7.05.2013

6 Sneaky Ways Surveillance Changes How You Think

The following article is presented in full for a point of reference, but is not meant as an alternative to the original source. Please visit the original source through the hyperlinked article title just below.

6 Insidious Ways Surveillance Changes the Way We Think and Act

Like it or not, we’re being transformed as citizens, neighbors and human beings.

When I moved to a Czech village in 1994 to teach English, I was fascinated by the cultural difference between Americans like me and my new community. At that time, the oppressive memory of the dreaded Communist secret police, the StB, was still fresh. (Check out a haunting series of street photos snapped by agents in their heyday.) As a brash young ex-pat, born after the era of McCarthy and J. Edgar Hoover, I understood little of what it felt like to live under constant surveillance.

The Czechs knew better. Several decades under the watchful eyes of the StB (and before that, the spies of the Habsburg Empire) had molded their attitudes and behavior in ways that were both subtle and profound. They were on their guard with newcomers. When you got to know them, you might sense a tendency toward fatalism about the future. Signature Czech traits included a sophisticated gallows humor and a sharp sense of the absurd, honed by a lifetime of experiencing Kafka-esque political conditions (Kafka himself was a Czech).

Then there was that subversive streak. When you gained their trust, Czechs would often gleefully show you their old smuggled rock-and-roll records or describe a forbidden radio set up in some corner of the house. These proud tales of rebellious triumph over the StB were cast against stories of horror, like a student who told me of the day her daddy disappeared after “talking to the oven” where a radio was hidden. For most Czechs, the salient lesson of the police state was an us-against-them mentality. Only sometimes you didn’t know who “they” were.

1994 was the very beginning of the Information Age, and it has turned out rather differently than many expected. Instead of information made available for us, the key feature seems to be information collected about us.

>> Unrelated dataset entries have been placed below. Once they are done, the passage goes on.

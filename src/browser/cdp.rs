//! `PageProvider` over a live CDP page.
//!
//! Matched elements are handed back as ref tokens minted by an in-page
//! registry (`window.__holdfast`). A token maps to one concrete node; when
//! that node leaves the document the token reports stale instead of being
//! re-bound, which is what lets the engine detect handles invalidated by
//! asynchronous re-renders.

use async_trait::async_trait;
use chromiumoxide::page::Page;
use serde_json::Value;

use crate::descriptor::Strategy;
use crate::engine::diagnostics::truncate_excerpt;
use crate::page::{Actionability, ElementRef, NodeSnapshot, PageError, PageProvider};
use crate::selectors;

/// Default attribute consulted by the test-id strategy; the page under test
/// owns the convention.
pub const DEFAULT_TEST_ID_ATTRIBUTE: &str = "data-testid";

/// CDP-backed page provider.
#[derive(Clone)]
pub struct CdpPage {
    page: Page,
    test_id_attribute: String,
}

impl CdpPage {
    pub fn new(page: Page) -> Self {
        Self {
            page,
            test_id_attribute: DEFAULT_TEST_ID_ATTRIBUTE.to_string(),
        }
    }

    /// Use a different attribute for the test-id strategy.
    pub fn with_test_id_attribute(mut self, attribute: impl Into<String>) -> Self {
        self.test_id_attribute = attribute.into();
        self
    }

    async fn eval(&self, js: String) -> Result<Value, PageError> {
        let result = self
            .page
            .evaluate(js)
            .await
            .map_err(|e| PageError::Backend(e.to_string()))?;
        result
            .into_value()
            .map_err(|e| PageError::Backend(e.to_string()))
    }

    /// Run a script against one registered element. The script sees `el` in
    /// scope; a vanished token short-circuits to a stale marker.
    async fn eval_on(&self, element: &ElementRef, body: &str) -> Result<Value, PageError> {
        let js = format!(
            r#"(() => {{
                {prelude}
                const el = byToken({token});
                if (!el) return {{ stale: true }};
                try {{
                    {body}
                }} catch (e) {{
                    return {{ error: String(e) }};
                }}
            }})()"#,
            prelude = REGISTRY_PRELUDE,
            token = selectors::js_string(element.as_str())?,
            body = body
        );
        let value = self.eval(js).await?;
        if value.get("stale").and_then(Value::as_bool) == Some(true) {
            return Err(PageError::Stale(element.clone()));
        }
        if let Some(error) = value.get("error").and_then(Value::as_str) {
            return Err(PageError::Backend(error.to_string()));
        }
        Ok(value)
    }
}

/// Shared by every script: the token registry and its two lookups.
const REGISTRY_PRELUDE: &str = r#"
    const reg = (window.__holdfast = window.__holdfast || {
        seq: 0,
        refs: new Map(),
        tokens: new WeakMap()
    });
    const tokenFor = (el) => {
        let token = reg.tokens.get(el);
        if (!token) {
            token = 'e' + (++reg.seq);
            reg.tokens.set(el, token);
            reg.refs.set(token, el);
        }
        return token;
    };
    const byToken = (token) => {
        const el = reg.refs.get(token);
        return el && el.isConnected ? el : null;
    };
"#;

#[async_trait]
impl PageProvider for CdpPage {
    async fn query(
        &self,
        strategy: &Strategy,
        scope: Option<&ElementRef>,
    ) -> Result<Vec<ElementRef>, PageError> {
        let collector = selectors::collect_js(strategy, &self.test_id_attribute)
            .map_err(|e| PageError::Query(e.to_string()))?;
        let root = match scope {
            Some(scope) => format!("byToken({})", selectors::js_string(scope.as_str())?),
            None => "document".to_string(),
        };
        let js = format!(
            r#"(() => {{
                {prelude}
                const root = {root};
                if (!root) return {{ staleScope: true }};
                let found;
                try {{
                    found = {collector};
                }} catch (e) {{
                    return {{ error: String(e) }};
                }}
                return {{ tokens: found.map(tokenFor) }};
            }})()"#,
            prelude = REGISTRY_PRELUDE,
            root = root,
            collector = collector
        );

        let value = self.eval(js).await?;
        if value.get("staleScope").and_then(Value::as_bool) == Some(true) {
            return Err(PageError::Stale(
                scope.cloned().unwrap_or_else(|| ElementRef::new("scope")),
            ));
        }
        if let Some(error) = value.get("error").and_then(Value::as_str) {
            return Err(PageError::Query(error.to_string()));
        }
        let tokens = value
            .get("tokens")
            .and_then(Value::as_array)
            .ok_or_else(|| PageError::Query("malformed query result".into()))?;
        Ok(tokens
            .iter()
            .filter_map(Value::as_str)
            .map(ElementRef::new)
            .collect())
    }

    async fn snapshot(&self, element: &ElementRef) -> Result<NodeSnapshot, PageError> {
        let body = format!(
            r#"
            const style = getComputedStyle(el);
            const rect = el.getBoundingClientRect();
            const attrs = {{}};
            for (const attr of el.attributes || []) {{
                attrs[attr.name] = attr.value;
            }}
            const label = el.labels && el.labels.length > 0
                ? el.labels[0].textContent.trim()
                : el.getAttribute('aria-label');
            return {{
                tag: el.tagName.toLowerCase(),
                role: el.getAttribute('role'),
                label: label,
                text: (el.textContent || '').trim().substring(0, 200) || null,
                placeholder: el.getAttribute('placeholder'),
                testId: el.getAttribute({test_attr}),
                attributes: attrs,
                visible: style.display !== 'none'
                    && style.visibility !== 'hidden'
                    && parseFloat(style.opacity) > 0
                    && rect.width > 0
                    && rect.height > 0,
                enabled: !el.disabled
            }};"#,
            test_attr = selectors::js_string(&self.test_id_attribute)?
        );
        let value = self.eval_on(element, &body).await?;
        Ok(parse_snapshot(&value))
    }

    async fn actionability(&self, element: &ElementRef) -> Result<Actionability, PageError> {
        let body = r#"
            el.scrollIntoView({ block: 'center', inline: 'center', behavior: 'instant' });
            const rect = el.getBoundingClientRect();
            const style = getComputedStyle(el);
            const visible = style.display !== 'none'
                && style.visibility !== 'hidden'
                && parseFloat(style.opacity) > 0
                && rect.width > 0
                && rect.height > 0;
            const cx = rect.left + rect.width / 2;
            const cy = rect.top + rect.height / 2;
            const topEl = document.elementFromPoint(cx, cy);
            const unobscured = !!topEl && (el === topEl || el.contains(topEl) || topEl.contains(el));
            return { attached: true, visible, unobscured, enabled: !el.disabled };"#;
        match self.eval_on(element, body).await {
            Ok(value) => Ok(Actionability {
                attached: true,
                visible: value.get("visible").and_then(Value::as_bool).unwrap_or(false),
                unobscured: value
                    .get("unobscured")
                    .and_then(Value::as_bool)
                    .unwrap_or(false),
                enabled: value.get("enabled").and_then(Value::as_bool).unwrap_or(false),
            }),
            Err(PageError::Stale(_)) => Ok(Actionability {
                attached: false,
                visible: false,
                unobscured: false,
                enabled: false,
            }),
            Err(err) => Err(err),
        }
    }

    async fn click(&self, element: &ElementRef) -> Result<(), PageError> {
        // Hybrid strategy: synthesized mouse events when the node is visible
        // and unobscured, plain el.click() otherwise.
        let body = r#"
            const rect = el.getBoundingClientRect();
            const x = rect.left + rect.width / 2;
            const y = rect.top + rect.height / 2;
            const style = getComputedStyle(el);
            const visible = style.display !== 'none'
                && style.visibility !== 'hidden'
                && parseFloat(style.opacity) > 0;
            const topEl = document.elementFromPoint(x, y);
            const unobscured = !!topEl && (el === topEl || el.contains(topEl) || topEl.contains(el));
            if (visible && unobscured) {
                const opts = { bubbles: true, cancelable: true, clientX: x, clientY: y, button: 0 };
                el.dispatchEvent(new MouseEvent('mousemove', opts));
                el.dispatchEvent(new MouseEvent('mousedown', opts));
                el.dispatchEvent(new MouseEvent('mouseup', opts));
                el.dispatchEvent(new MouseEvent('click', opts));
                return { method: 'mouse_event' };
            }
            el.click();
            return { method: 'js_click' };"#;
        let value = self.eval_on(element, body).await?;
        tracing::debug!(
            method = value.get("method").and_then(serde_json::Value::as_str).unwrap_or("?"),
            "clicked"
        );
        Ok(())
    }

    async fn fill(&self, element: &ElementRef, text: &str) -> Result<(), PageError> {
        let body = format!(
            r#"
            el.scrollIntoView({{ block: 'center', behavior: 'instant' }});
            el.focus();
            const text = {text};
            if (el.tagName === 'INPUT' || el.tagName === 'TEXTAREA') {{
                const setter = Object.getOwnPropertyDescriptor(
                    window.HTMLInputElement.prototype, 'value'
                )?.set || Object.getOwnPropertyDescriptor(
                    window.HTMLTextAreaElement.prototype, 'value'
                )?.set;
                if (setter) {{
                    setter.call(el, text);
                }} else {{
                    el.value = text;
                }}
                el.dispatchEvent(new Event('input', {{ bubbles: true }}));
                el.dispatchEvent(new Event('change', {{ bubbles: true }}));
            }} else if (el.isContentEditable) {{
                el.textContent = text;
                el.dispatchEvent(new Event('input', {{ bubbles: true }}));
            }} else {{
                return {{ error: 'element does not accept text input' }};
            }}
            return {{ ok: true }};"#,
            text = selectors::js_string(text)?
        );
        self.eval_on(element, &body).await?;
        Ok(())
    }

    async fn read_value(&self, element: &ElementRef) -> Result<String, PageError> {
        let body = r#"
            if (el.tagName === 'INPUT' || el.tagName === 'TEXTAREA' || el.tagName === 'SELECT') {
                return { value: String(el.value) };
            }
            return { value: (el.textContent || '').trim() };"#;
        let value = self.eval_on(element, body).await?;
        Ok(value
            .get("value")
            .and_then(Value::as_str)
            .unwrap_or_default()
            .to_string())
    }

    async fn read_text(&self, element: &ElementRef) -> Result<String, PageError> {
        let value = self
            .eval_on(element, "return { value: (el.textContent || '').trim() };")
            .await?;
        Ok(value
            .get("value")
            .and_then(Value::as_str)
            .unwrap_or_default()
            .to_string())
    }

    async fn attribute(
        &self,
        element: &ElementRef,
        name: &str,
    ) -> Result<Option<String>, PageError> {
        let body = format!(
            "return {{ value: el.getAttribute({name}) }};",
            name = selectors::js_string(name)?
        );
        let value = self.eval_on(element, &body).await?;
        Ok(value
            .get("value")
            .and_then(Value::as_str)
            .map(str::to_string))
    }

    async fn url(&self) -> String {
        match self.page.url().await {
            Ok(Some(url)) => url,
            _ => String::new(),
        }
    }

    async fn markup_excerpt(
        &self,
        near: Option<&ElementRef>,
        max_chars: usize,
    ) -> Result<String, PageError> {
        let html = match near {
            Some(element) => {
                let value = self.eval_on(element, "return { value: el.outerHTML };").await?;
                value
                    .get("value")
                    .and_then(Value::as_str)
                    .unwrap_or_default()
                    .to_string()
            }
            None => {
                let value = self
                    .eval("document.body ? document.body.outerHTML : ''".to_string())
                    .await?;
                value.as_str().unwrap_or_default().to_string()
            }
        };
        Ok(truncate_excerpt(&html, max_chars))
    }
}

fn parse_snapshot(value: &Value) -> NodeSnapshot {
    let string_field = |name: &str| {
        value
            .get(name)
            .and_then(Value::as_str)
            .filter(|s| !s.is_empty())
            .map(str::to_string)
    };
    let attributes = value
        .get("attributes")
        .and_then(Value::as_object)
        .map(|obj| {
            obj.iter()
                .filter_map(|(k, v)| v.as_str().map(|v| (k.clone(), v.to_string())))
                .collect()
        })
        .unwrap_or_default();

    NodeSnapshot {
        tag: value
            .get("tag")
            .and_then(Value::as_str)
            .unwrap_or_default()
            .to_string(),
        role: string_field("role"),
        label: string_field("label"),
        text: string_field("text"),
        placeholder: string_field("placeholder"),
        test_id: string_field("testId"),
        attributes,
        visible: value.get("visible").and_then(Value::as_bool).unwrap_or(false),
        enabled: value.get("enabled").and_then(Value::as_bool).unwrap_or(false),
    }
}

Rather of granting us anonymity and privacy with which to explore a world of facts and data, our own data is relentlessly and continually collected and monitored. The wondrous things that were supposed to make our lives easier—mobile devices, gmail, Skype, GPS, and Facebook—have become tools to track us, for whatever purposes the trackers decide. We have been happily shopping for the bars to our own prisons, one product at at time.

Researchers have long known that there are serious psychological consequences to being surveilled, and you can be sure that it's changing us, both as a society and as individuals. It’s throwing us off balance, heightening some characteristics and inhibiting others, and tailoring our behavior sometimes to show what the watcher wants to see, and other times to actively rebel against a condition that feels intrusive and disempowering.
If you think about it, “ Prism” is the perfect name for a secret program of extensive watching that will shift our perspective and potentially fracture our view of each other and of ourselves as citizens. Public opinion is now sorting itself out, and we don’t yet know how Americans will come to feel about the new revelations of spying on the part of the government, private contractors, and their enablers. But whether we like it or not, surveillance is now a factor in how we think and act. Here are some of the things that can happen when watching becomes the norm, a little map to the surveillance road ahead.

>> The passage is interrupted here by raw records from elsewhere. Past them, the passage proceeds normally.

//! Action execution against a resolved element.
//!
//! A handle that resolved a moment ago may already be gone: price-feed
//! re-renders detach and rebuild nodes between resolution and interaction.
//! The executor therefore re-validates actionability immediately before
//! acting and, on invalidation, spends one more resolution out of the same
//! policy budget before declaring the element stale.

use tokio_util::sync::CancellationToken;
use tracing::{debug, warn};

use crate::descriptor::StrategyDescriptor;
use crate::engine::diagnostics::{report, ReportContext, MAX_EXCERPT_CHARS};
use crate::engine::resolve::resolve;
use crate::outcome::{Action, ActionResult, FailureReason, ResolutionOutcome};
use crate::page::{ElementRef, PageError, PageProvider};
use crate::policy::WaitPolicy;

/// Execute `action` against the element carried by `outcome`.
///
/// Anything other than `Found` short-circuits to `Failed` with the outcome
/// embedded as diagnostics; the executor never acts on an absent or
/// ambiguous element. The caller must already hold the page's action lock.
pub async fn act<P>(
    page: &P,
    descriptor: &StrategyDescriptor,
    outcome: ResolutionOutcome,
    action: &Action,
    policy: &WaitPolicy,
    cancel: &CancellationToken,
) -> ActionResult
where
    P: PageProvider + ?Sized,
{
    let element = match &outcome {
        ResolutionOutcome::Found { element, .. } => element.clone(),
        ResolutionOutcome::NotFound(attempts) => {
            let reason = if attempts.cancelled {
                FailureReason::Cancelled
            } else {
                FailureReason::NotFound
            };
            return ActionResult::failed(reason, diagnose(page, &outcome).await);
        }
        ResolutionOutcome::Ambiguous { count, .. } => {
            return ActionResult::failed(
                FailureReason::Ambiguous { count: *count },
                diagnose(page, &outcome).await,
            );
        }
    };

    if cancel.is_cancelled() {
        return ActionResult::failed(FailureReason::Cancelled, diagnose(page, &outcome).await);
    }

    // The handle may have gone stale between resolution and now; allow one
    // bounded re-resolution before escalating.
    let element = match ensure_actionable(page, descriptor, element, policy, cancel).await {
        Ok(element) => element,
        Err(failure) => {
            return ActionResult::failed(failure, diagnose(page, &outcome).await);
        }
    };

    match perform(page, &element, action).await {
        Ok(value) => match value {
            Some(value) => ActionResult::ok_with(value),
            None => ActionResult::ok(),
        },
        Err(failure) => {
            let mut diagnostics = diagnose(page, &outcome).await;
            if let Ok(excerpt) = page
                .markup_excerpt(Some(&element), MAX_EXCERPT_CHARS)
                .await
            {
                diagnostics.markup_excerpt = Some(excerpt);
            }
            ActionResult::failed(failure, diagnostics)
        }
    }
}

/// Re-check actionability; on a stale or blocked handle, re-resolve once.
async fn ensure_actionable<P>(
    page: &P,
    descriptor: &StrategyDescriptor,
    element: ElementRef,
    policy: &WaitPolicy,
    cancel: &CancellationToken,
) -> Result<ElementRef, FailureReason>
where
    P: PageProvider + ?Sized,
{
    match check_ready(page, &element).await {
        Ok(true) => return Ok(element),
        Ok(false) | Err(PageError::Stale(_)) => {}
        Err(err) => {
            return Err(FailureReason::Backend {
                message: err.to_string(),
            })
        }
    }

    warn!(element = %element, "handle no longer actionable, re-resolving once");
    match resolve(page, descriptor, policy, cancel).await {
        ResolutionOutcome::Found { element, .. } => match check_ready(page, &element).await {
            Ok(true) => Ok(element),
            Ok(false) | Err(PageError::Stale(_)) => Err(FailureReason::StaleElement),
            Err(err) => Err(FailureReason::Backend {
                message: err.to_string(),
            }),
        },
        outcome if outcome.was_cancelled() => Err(FailureReason::Cancelled),
        _ => Err(FailureReason::StaleElement),
    }
}

async fn check_ready<P>(page: &P, element: &ElementRef) -> Result<bool, PageError>
where
    P: PageProvider + ?Sized,
{
    let actionability = page.actionability(element).await?;
    Ok(actionability.ready())
}

/// The interaction itself. `fill` reads the value back: inputs that reject
/// or transform text fail with `ValueMismatch` instead of passing silently.
async fn perform<P>(
    page: &P,
    element: &ElementRef,
    action: &Action,
) -> Result<Option<String>, FailureReason>
where
    P: PageProvider + ?Sized,
{
    match action {
        Action::Click => {
            page.click(element).await.map_err(backend)?;
            debug!(element = %element, "clicked");
            Ok(None)
        }
        Action::Fill(text) => {
            page.fill(element, text).await.map_err(backend)?;
            let actual = page.read_value(element).await.map_err(backend)?;
            if actual != *text {
                return Err(FailureReason::ValueMismatch {
                    expected: text.clone(),
                    actual,
                });
            }
            debug!(element = %element, "filled");
            Ok(None)
        }
        Action::Read => {
            let value = page.read_value(element).await.map_err(backend)?;
            Ok(Some(value))
        }
    }
}

fn backend(err: PageError) -> FailureReason {
    match err {
        PageError::Stale(_) => FailureReason::StaleElement,
        other => FailureReason::Backend {
            message: other.to_string(),
        },
    }
}

/// Gather page state and build the diagnostics report for an outcome.
pub async fn diagnose<P>(page: &P, outcome: &ResolutionOutcome) -> crate::engine::diagnostics::DiagnosticReport
where
    P: PageProvider + ?Sized,
{
    let context = ReportContext {
        page_url: page.url().await,
        markup_excerpt: page
            .markup_excerpt(outcome.element(), MAX_EXCERPT_CHARS)
            .await
            .ok(),
    };
    report(&context, outcome)
}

1. Shifting power dynamics: When an NSA agent sorts through our personal data, he makes judgments about us—what category to place us in, how to interpret and predict our behavior. He can manipulate, manage and influence us in ways we don’t even notice. He gains opportunities for discrimination, coercion and selective enforcement of laws. Because the analysis of megadata results in a high number of false positives, he may target us even if our activities are perfectly blameless from his perspective.

As Michel Foucault and other social theorists have realized, the watcher/watched scenario is chiefly about power. It amplifies and exaggerates the sense of power in the person doing the watching, and on the flip side, enhances the sense of powerlessness in the watched. Foucault knew that knowledge is linked to power in insidious ways. Each time the watcher observes, she gains new knowledge about the watched, and correspondingly increases her power. That power is then used to shape reality, and the watcher’s knowledge becomes “truth.” Other perspectives are delegitimized, or worse, criminalized.

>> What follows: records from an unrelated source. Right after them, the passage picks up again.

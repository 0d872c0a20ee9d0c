//! JS query generation for the CDP-backed page provider.
//!
//! Each submodule emits a JavaScript expression that, given a `root` element
//! in scope, evaluates to an array of matching elements. `collect_js`
//! dispatches on the strategy kind; the provider wraps the collector in its
//! element-registry script so matches come back as stable ref tokens.

pub mod attr;
pub mod css;
pub mod role;
pub mod text;
pub mod xpath;

use anyhow::Result;

use crate::descriptor::Strategy;

/// JS expression producing an array of elements matching `strategy`,
/// evaluated against the free variable `root` (an Element or Document).
pub fn collect_js(strategy: &Strategy, test_id_attribute: &str) -> Result<String> {
    Ok(match strategy {
        Strategy::Css(selector) => css::collect_js(selector)?,
        Strategy::Text(needle) => text::collect_js(needle)?,
        Strategy::XPath(expr) => xpath::collect_js(expr)?,
        Strategy::RoleLabel { role, name } => role::collect_js(role, name)?,
        Strategy::TestId(id) => attr::test_id_js(test_id_attribute, id)?,
        Strategy::Label(label) => attr::label_js(label)?,
        Strategy::Placeholder(placeholder) => attr::placeholder_js(placeholder)?,
    })
}

/// Encode a Rust string as a JS string literal.
pub(crate) fn js_string(value: &str) -> Result<String> {
    Ok(serde_json::to_string(value)?)
}

#[cfg(test)]
mod tests {
    use super::*;

    #[test]
    fn test_css_collector() {
        let js = collect_js(&Strategy::Css(".btn-primary".into()), "data-testid").unwrap();
        assert!(js.contains("querySelectorAll"));
        assert!(js.contains(".btn-primary"));
    }

    #[test]
    fn test_test_id_collector_uses_configured_attribute() {
        let js = collect_js(&Strategy::TestId("submit-order".into()), "data-qa").unwrap();
        assert!(js.contains("data-qa"));
        assert!(js.contains("submit-order"));
    }

    #[test]
    fn test_text_collector_walks_text_nodes() {
        let js = collect_js(&Strategy::Text("Submit".into()), "data-testid").unwrap();
        assert!(js.contains("createTreeWalker"));
        assert!(js.contains("Submit"));
    }

    #[test]
    fn test_xpath_collector_snapshots_ordered_nodes() {
        let js = collect_js(
            &Strategy::XPath("//input[@id='quantity-input']".into()),
            "data-testid",
        )
        .unwrap();
        assert!(js.contains("document.evaluate"));
        assert!(js.contains("ORDERED_NODE_SNAPSHOT_TYPE"));
    }

    #[test]
    fn test_role_collector_filters_by_accessible_name() {
        let js =
            collect_js(&Strategy::role_label("button", "Submit Order"), "data-testid").unwrap();
        assert!(js.contains("role"));
        assert!(js.contains("Submit Order"));
        assert!(js.contains("aria-label"));
    }

    #[test]
    fn test_label_collector_follows_for_attribute() {
        let js = collect_js(&Strategy::Label("Symbol".into()), "data-testid").unwrap();
        assert!(js.contains("label"));
        assert!(js.contains("htmlFor"));
    }

    #[test]
    fn test_placeholder_collector() {
        let js = collect_js(&Strategy::Placeholder("Search".into()), "data-testid").unwrap();
        assert!(js.contains("placeholder"));
        assert!(js.contains("Search"));
    }

    #[test]
    fn test_js_string_escapes_quotes() {
        let encoded = js_string(r#"a"b"#).unwrap();
        assert_eq!(encoded, r#""a\"b""#);
    }
}
#[tokio::test]
async fn test_resolution_waits_for_element_to_appear() {
    let page = Arc::new(MemoryPage::new());
    let engine = Engine::new(page.clone());

    let mutator = page.clone();
    tokio::spawn(async move {
        tokio::time::sleep(Duration::from_millis(120)).await;
        mutator.insert(MemoryNode::new("button").test_id("submit-order").text("Go"));
    });

    let outcome = engine
        .resolve(&submit_descriptor(), &patient(), &CancellationToken::new())
        .await;
    assert!(outcome.is_found(), "auto-wait should pick up the late node");
}

#[tokio::test]
async fn test_visible_gate_defers_hidden_single_match() {
    let page = MemoryPage::new();
    page.insert(
        MemoryNode::new("button")
            .test_id("submit-order")
            .text("Submit")
            .hidden(),
    );
    let engine = engine_over(page);
    let descriptor = StrategyDescriptor::new(vec![Strategy::TestId("submit-order".into())])
        .unwrap();

    let outcome = engine
        .resolve(&descriptor, &quick(), &CancellationToken::new())
        .await;
    let ResolutionOutcome::NotFound(attempts) = outcome else {
        panic!("hidden element must not resolve under require_visible");
    };
    assert_eq!(attempts.tried[0].outcome, AttemptOutcome::NotActionable);
    assert_eq!(attempts.tried[0].match_count, 1);

    let relaxed = quick().with_require_visible(false).with_require_enabled(false);
    let outcome = engine
        .resolve(&descriptor, &relaxed, &CancellationToken::new())
        .await;
    assert!(outcome.is_found());
}

#[tokio::test]
async fn test_cancellation_aborts_well_before_timeout() {
    let page = MemoryPage::new();
    let engine = engine_over(page);
    let descriptor = submit_descriptor();

    let policy = WaitPolicy::new()
        .with_timeout_ms(5_000)
        .with_poll_interval(Duration::from_millis(20));
    let cancel = CancellationToken::new();
    let trigger = cancel.clone();
    tokio::spawn(async move {
        tokio::time::sleep(Duration::from_millis(200)).await;
        trigger.cancel();
    });

    let started = Instant::now();
    let outcome = engine.resolve(&descriptor, &policy, &cancel).await;
    let elapsed = started.elapsed();

    assert!(outcome.was_cancelled(), "expected the cancelled flag");
    assert!(
        elapsed < Duration::from_millis(1_500),
        "cancellation took {elapsed:?}, should abort promptly"
    );
}

// ── Actions ─────────────────────────────────────────────────────────────

#[tokio::test]
async fn test_click_on_resolved_element() {
    let (page, submit) = terminal_page();
    let page = Arc::new(page);
    let engine = Engine::new(page.clone());

    let result = engine
        .perform(
            &submit_descriptor(),
            &Action::Click,
            &quick(),
            &CancellationToken::new(),
        )
        .await;
    assert!(result.is_ok(), "click failed: {result:?}");
    assert_eq!(page.click_count(&submit), 1);
}

#[tokio::test]
async fn test_fill_then_read_round_trip() {
    let page = MemoryPage::new();
    page.insert(
        MemoryNode::new("input")
            .test_id("symbol-input")
            .placeholder("Symbol"),
    );
    let engine = engine_over(page);
    let descriptor =
        StrategyDescriptor::new(vec![Strategy::TestId("symbol-input".into())]).unwrap();

    let cancel = CancellationToken::new();
    let filled = engine
        .perform(&descriptor, &Action::Fill("AAPL".into()), &quick(), &cancel)
        .await;
    assert!(filled.is_ok(), "fill failed: {filled:?}");

    let read = engine
        .perform(&descriptor, &Action::Read, &quick(), &cancel)
        .await;
    assert_eq!(read.value(), Some("AAPL"));
}

#[tokio::test]
async fn test_transforming_input_raises_value_mismatch() {
    let page = MemoryPage::new();
    page.insert(MemoryNode::new("input").test_id("symbol-input"));
    page.set_input_transform(|s| s.to_uppercase());
    let engine = engine_over(page);
    let descriptor =
        StrategyDescriptor::new(vec![Strategy::TestId("symbol-input".into())]).unwrap();

    let result = engine
        .perform(
            &descriptor,
            &Action::Fill("aapl".into()),
            &quick(),
            &CancellationToken::new(),
        )
        .await;

    match result.reason() {
        Some(FailureReason::ValueMismatch { expected, actual }) => {
            assert_eq!(expected, "aapl");
            assert_eq!(actual, "AAPL");
        }
        other => panic!("expected ValueMismatch, got {other:?}"),
    }
}

#[tokio::test]
async fn test_act_on_not_found_short_circuits_with_diagnostics() {
    let page = MemoryPage::new().with_url("file:///terminal.html");
    let engine = engine_over(page);
    let descriptor = submit_descriptor();

    let result = engine
        .perform(
            &descriptor,
            &Action::Click,
            &quick(),
            &CancellationToken::new(),
        )
        .await;

    assert_eq!(result.reason(), Some(&FailureReason::NotFound));
    let diagnostics = result.diagnostics().unwrap();
    assert_eq!(diagnostics.page_url, "file:///terminal.html");
    assert_eq!(diagnostics.attempts.len(), 2);
    assert!(diagnostics.elapsed_ms >= 400);
}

2. Criminal activity: Every apologist for the surveillance state will make the claim that spying on citizens protects us from things like terrorism, crime and violence. That may indeed be true. What is also true is that surveillance can be used just as easily to commit a crime as to prevent it. History shows us ample cases of governments, including our own, using surveillance to turn upon their own people in unlawful ways, in some cases launching attacks that are just as devastating as those feared from outsiders.

Surveillance also turns citizens into criminals, either by distorting laws to criminalize behavior which was once considered lawful, or in breeding hostility and rebellion on the part of the populace which can lead to crime.

Today’s private contractors also have incentives to use surveillance to commit crimes outside of any political agenda. How about a little insider trading? How about stealing business ideas? How about using collected data to sexually prey upon others? To blackmail for any purpose imaginable? To sell our information to the highest bidder? For every Snowden who balks at the use of data collected for surveillance, you can bet there are two other contractors using it to enrich or empower themselves. Unlike elected officials, there is no way for us to even attempt to make them accountable.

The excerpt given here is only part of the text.